■ Problem to solve: Each record must be retyped in full. No character may differ.

■ Records for this task:
▼
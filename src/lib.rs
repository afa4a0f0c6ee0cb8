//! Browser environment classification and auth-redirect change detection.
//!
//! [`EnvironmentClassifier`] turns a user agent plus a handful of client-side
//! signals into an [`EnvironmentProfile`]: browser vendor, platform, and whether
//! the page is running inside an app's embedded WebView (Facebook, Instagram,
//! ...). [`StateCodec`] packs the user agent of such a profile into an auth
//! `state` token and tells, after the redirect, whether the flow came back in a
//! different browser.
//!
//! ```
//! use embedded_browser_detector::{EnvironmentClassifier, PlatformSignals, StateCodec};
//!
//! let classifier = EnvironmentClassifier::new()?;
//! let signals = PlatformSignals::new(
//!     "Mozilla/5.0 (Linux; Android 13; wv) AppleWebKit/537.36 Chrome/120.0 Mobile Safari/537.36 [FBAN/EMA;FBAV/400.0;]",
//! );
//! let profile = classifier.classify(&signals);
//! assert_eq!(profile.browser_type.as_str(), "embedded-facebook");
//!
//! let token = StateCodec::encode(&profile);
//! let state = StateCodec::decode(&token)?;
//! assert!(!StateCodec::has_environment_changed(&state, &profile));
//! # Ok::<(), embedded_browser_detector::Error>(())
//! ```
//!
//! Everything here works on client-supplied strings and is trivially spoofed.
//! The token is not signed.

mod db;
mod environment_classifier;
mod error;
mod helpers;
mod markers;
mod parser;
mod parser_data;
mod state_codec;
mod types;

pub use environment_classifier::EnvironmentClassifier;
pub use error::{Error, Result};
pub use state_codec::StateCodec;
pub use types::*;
▲
■ Expected answer:
filename src/lib.rs
repository afa4a0f0c6ee0cb8
//! Browser environment classification and auth-redirect change detection.
//!
//! [`EnvironmentClassifier`] turns a user agent plus a handful of client-side
//! signals into an [`EnvironmentProfile`]: browser vendor, platform, and whether
//! the page is running inside an app's embedded WebView (Facebook, Instagram,
//! ...). [`StateCodec`] packs the user agent of such a profile into an auth
//! `state` token and tells, after the redirect, whether the flow came back in a
//! different browser.
//!
//! ```
//! use embedded_browser_detector::{EnvironmentClassifier, PlatformSignals, StateCodec};
//!
//! let classifier = EnvironmentClassifier::new()?;
//! let signals = PlatformSignals::new(
//!     "Mozilla/5.0 (Linux; Android 13; wv) AppleWebKit/537.36 Chrome/120.0 Mobile Safari/537.36 [FBAN/EMA;FBAV/400.0;]",
//! );
//! let profile = classifier.classify(&signals);
//! assert_eq!(profile.browser_type.as_str(), "embedded-facebook");
//!
//! let token = StateCodec::encode(&profile);
//! let state = StateCodec::decode(&token)?;
//! assert!(!StateCodec::has_environment_changed(&state, &profile));
//! # Ok::<(), embedded_browser_detector::Error>(())
//! ```
//!
//! Everything here works on client-supplied strings and is trivially spoofed.
//! The token is not signed.

mod db;
mod environment_classifier;
mod error;
mod helpers;
mod markers;
mod parser;
mod parser_data;
mod state_codec;
mod types;

pub use environment_classifier::EnvironmentClassifier;
pub use error::{Error, Result};
pub use state_codec::StateCodec;
pub use types::*;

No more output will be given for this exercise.